# Recommender System
### Matrix Factorization for implicit feedback data using Alternating Least Squares

The matrix factorization performed in this notebook is based on the this [paper](http://yifanhu.net/PUB/cf.pdf) by Yehuda Koren et. al which explores an alternative way to represent utility matrices with implicit feedback. We are using the library [`implicit`](https://github.com/benfred/implicit) which implements the outlined algorithm.

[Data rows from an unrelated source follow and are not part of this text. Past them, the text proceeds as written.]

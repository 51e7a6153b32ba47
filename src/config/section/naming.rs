//! `[naming]` configuration.

use crate::config::{ConfigDiagnostics, FieldPath};
use crate::naming::BUILTIN_OVERRIDES;
use serde::{Deserialize, Serialize};
use std::collections::BTreeMap;

#[derive(Debug, Clone, Serialize, Deserialize)]
#[serde(default)]
pub struct NamingConfig {
    /// Suffix stripped from object keys before naming.
    pub suffix: String,
    /// Word separator inside the stem.
    pub separator: char,
    /// Lowercased word → replacement used in titles.
    pub overrides: BTreeMap<String, String>,
}

impl Default for NamingConfig {
    fn default() -> Self {
        Self {
            suffix: ".txt".into(),
            separator: '-',
            overrides: BUILTIN_OVERRIDES
                .iter()
                .map(|(word, replacement)| ((*word).to_string(), (*replacement).to_string()))
                .collect(),
        }
    }
}

impl NamingConfig {
    pub const SEPARATOR: FieldPath = FieldPath::new("naming.separator");
    pub const OVERRIDES: FieldPath = FieldPath::new("naming.overrides");

    pub fn validate(&self, diag: &mut ConfigDiagnostics) {
        if self.separator == '/' || self.separator.is_whitespace() {
            diag.error(
                Self::SEPARATOR,
                format!("`{}` cannot be used as a word separator", self.separator.escape_default()),
            );
        }
        if let Some(word) = self.overrides.keys().find(|w| w.contains(self.separator)) {
            diag.warn(
                Self::OVERRIDES,
                format!("override `{word}` contains the separator and will never match"),
            );
        }
    }
}
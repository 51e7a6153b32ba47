//! S3 bucket access through rust-s3's blocking client.

use super::{DocumentDescriptor, DocumentStore, StoreError};
use crate::config::StoreConfig;
use crate::utils::date::DateTimeUtc;
use crate::{debug, log};
use ::s3::bucket::Bucket;
use ::s3::creds::Credentials;
use ::s3::region::Region;

pub struct S3Store {
    bucket: Bucket,
    name: String,
    prefix: String,
}

impl S3Store {
    /// Open the configured bucket.
    ///
    /// Without explicit keys, rust-s3's default credential chain is used
    /// (environment, profile, instance metadata).
    pub fn connect(config: &StoreConfig) -> Result<Self, StoreError> {
        let connect_error = |message: String| StoreError::Connect {
            bucket: config.bucket.clone(),
            message,
        };

        let custom_endpoint = !config.endpoint.is_empty();
        let region = if custom_endpoint {
            Region::Custom {
                region: config.region.clone(),
                endpoint: config.endpoint.clone(),
            }
        } else {
            config
                .region
                .parse::<Region>()
                .map_err(|e| connect_error(format!("invalid region `{}`: {e}", config.region)))?
        };

        let credentials = if config.has_keys() {
            Credentials::new(
                Some(config.access_key.as_str()),
                Some(config.secret_key.as_str()),
                None,
                None,
                None,
            )
        } else {
            Credentials::default()
        }
        .map_err(|e| connect_error(format!("credentials: {e}")))?;

        let mut bucket = Bucket::new(&config.bucket, region, credentials)
            .map_err(|e| connect_error(e.to_string()))?;
        if custom_endpoint {
            bucket = bucket.with_path_style();
        }

        debug!("store"; "opened s3://{} in {}", config.bucket, config.region);

        Ok(Self {
            bucket,
            name: config.bucket.clone(),
            prefix: config.prefix.clone(),
        })
    }
}

impl DocumentStore for S3Store {
    fn location(&self) -> String {
        if self.prefix.is_empty() {
            format!("s3://{}", self.name)
        } else {
            format!("s3://{}/{}", self.name, self.prefix)
        }
    }

    fn list(&self) -> Result<Vec<DocumentDescriptor>, StoreError> {
        let pages = self
            .bucket
            .list(self.prefix.clone(), None)
            .map_err(|source| StoreError::List {
                store: self.location(),
                source,
            })?;

        let mut descriptors = Vec::new();
        for object in pages.into_iter().flat_map(|page| page.contents) {
            // Zero-byte "folder" markers are not documents
            if object.key.ends_with('/') {
                debug!("store"; "skipping folder marker `{}`", object.key);
                continue;
            }
            let last_modified =
                DateTimeUtc::parse(&object.last_modified).ok_or_else(|| StoreError::Timestamp {
                    key: object.key.clone(),
                    raw: object.last_modified.clone(),
                })?;
            descriptors.push(DocumentDescriptor::new(object.key, last_modified));
        }

        log!("store"; "listed {} document(s) in {}", descriptors.len(), self.location());
        Ok(descriptors)
    }

    fn fetch(&self, key: &str) -> Result<Vec<u8>, StoreError> {
        let response = self
            .bucket
            .get_object(key)
            .map_err(|source| StoreError::Fetch {
                key: key.to_string(),
                source,
            })?;

        match response.status_code() {
            200 => Ok(response.bytes().to_vec()),
            404 => Err(StoreError::NotFound(key.to_string())),
            status => Err(StoreError::Status {
                key: key.to_string(),
                status,
            }),
        }
    }
}
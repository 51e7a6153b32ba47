//! Feed building orchestration.
//!
//! Pipeline phases:
//! - **List** - descriptors from the configured store
//! - **Order** - newest first, ties in listing order
//! - **Items** - fetch, render and name each post, one at a time
//! - **Serialize** - RSS or Atom, per `[feed] format`
//! - **Write** - atomic replace of the feed file
//! - **Publish** - hand the written file to the publisher
//!
//! Any failure stops the run before the write, so the feed file on disk is
//! either the previous one or a complete new one.

use crate::{
    config::FeedSiteConfig,
    debug,
    generator::feed::{
        FeedItem, FeedMetadata, build_feed, build_item, serialize, write_feed,
    },
    log,
    logger::ProgressLine,
    naming::NamingRules,
    publish::Publisher,
    render::{MarkdownOptions, render},
    store::{DocumentDescriptor, DocumentStore, order},
    utils::{date::DateTimeUtc, plural_count},
};
use anyhow::{Context, Result};
use rustc_hash::FxHashSet;
use std::path::PathBuf;

/// What a successful run produced.
#[derive(Debug, Clone, PartialEq, Eq)]
pub struct BuildReport {
    pub path: PathBuf,
    pub items: usize,
    pub bytes: usize,
}

/// Per-run settings shared by every item.
struct ItemContext<'a> {
    store: &'a dyn DocumentStore,
    rules: NamingRules,
    markdown: MarkdownOptions,
    meta: &'a FeedMetadata,
}

/// Build the feed from `store`, write it, then publish it.
///
/// Pipeline: list -> order -> items -> serialize -> write -> publish
pub fn build_feed_file(
    config: &FeedSiteConfig,
    store: &dyn DocumentStore,
    publisher: &dyn Publisher,
    built_at: DateTimeUtc,
) -> Result<BuildReport> {
    let descriptors = store
        .list()
        .with_context(|| format!("listing {}", store.location()))?;
    log!("store"; "{} in {}", plural_count(descriptors.len(), "post"), store.location());

    let ordered = order(descriptors);

    let meta = FeedMetadata::from_site(&config.site, built_at);
    let ctx = ItemContext {
        store,
        rules: NamingRules::from_config(&config.naming),
        markdown: MarkdownOptions::from_config(&config.markdown),
        meta: &meta,
    };
    let items = collect_items(&ctx, &ordered)?;
    let count = items.len();

    let feed = build_feed(meta, items);
    let bytes = serialize(&feed, config.feed.format, config.feed.minify)
        .context("serializing feed")?;

    let path = config.feed.path.clone();
    write_feed(&path, &bytes)?;
    log!(
        "feed";
        "{} ({}, {})",
        path.display(),
        config.feed.format.label(),
        plural_count(count, "item")
    );

    publisher
        .publish(&path)
        .with_context(|| format!("publishing {}", path.display()))?;

    Ok(BuildReport {
        path,
        items: count,
        bytes: bytes.len(),
    })
}

/// Turn every descriptor into a feed item, stopping at the first failure.
fn collect_items(ctx: &ItemContext<'_>, ordered: &[DocumentDescriptor]) -> Result<Vec<FeedItem>> {
    if ordered.is_empty() {
        log!("warning"; "no posts found, the feed will be empty");
        return Ok(Vec::new());
    }

    let progress = ProgressLine::new("fetch", ordered.len());
    let mut items = Vec::with_capacity(ordered.len());

    for descriptor in ordered {
        match build_one(ctx, descriptor) {
            Ok(item) => {
                items.push(item);
                progress.inc();
            }
            Err(e) => {
                progress.abandon();
                return Err(e);
            }
        }
    }

    progress.finish();

    for id in duplicate_ids(&items) {
        log!("warning"; "several posts share the id {}, readers may only see one", id);
    }
    Ok(items)
}

/// Ids that appear more than once, in feed order.
///
/// Naming only looks at the last key segment, so `a/post.txt` and
/// `b/post.txt` from the same month collide.
fn duplicate_ids(items: &[FeedItem]) -> Vec<&str> {
    let mut seen = FxHashSet::default();
    let mut reported = FxHashSet::default();
    items
        .iter()
        .map(|item| item.id.as_str())
        .filter(|id| !seen.insert(*id) && reported.insert(*id))
        .collect()
}

fn build_one(ctx: &ItemContext<'_>, descriptor: &DocumentDescriptor) -> Result<FeedItem> {
    let key = &descriptor.key;

    let markdown = ctx.store.fetch(key)?;
    let html = render(key, &markdown, ctx.markdown)?;
    debug!("render"; "{} ({} -> {} bytes)", key, markdown.len(), html.len());

    let item = build_item(html, descriptor, ctx.meta, &ctx.rules)
        .with_context(|| format!("naming `{key}`"))?;
    Ok(item)
}

// ============================================================================
// tests
// ============================================================================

*Note:* Datafiles are built from scratch in this notebook only if they don't exist on disk. However, to force rebuild any datafile, there will be a `REBUILD_*` constant in the respective cell that should be set to `True`

In [1]:
# Imports
from implicit.als import AlternatingLeastSquares
from datetime import datetime
from pathlib import Path

import scipy.sparse as sparse
import implicit
import pandas as pd
import numpy as np
import pickle
import time

# Initialize datasets

In [2]:
# Order datasets
df_order_products_prior = pd.read_csv("../data/order_products__prior.csv")
df_order_products_train = pd.read_csv("../data/order_products__train.csv")
df_orders = pd.read_csv("../data/orders.csv") 

# Products
df_products = pd.read_csv("../data/products.csv")
# Merge prior orders and products
df_merged_order_products_prior = pd.merge(df_order_products_prior, df_products, on="product_id", how="left")

rec_items = 10

In [3]:
def make_test_data(filepath, df_orders, df_order_products_train):
    """
    Generates the test dataset and saves it to disk at the given path
    """
    
    start = time.time()
    print("Creating test data ...")

    # Read train csv
    df_order_user_current = df_orders.loc[(df_orders.eval_set == "train")].reset_index()
    df_order_user_current = df_order_user_current[["order_id", "user_id"]]
    
    # Sanity check #1: `current_order_user_df` and `df_order_products_train` should have the same number of 
    # unique order ids
    assert len(df_order_user_current["order_id"].unique()) == len(df_order_products_train["order_id"].unique())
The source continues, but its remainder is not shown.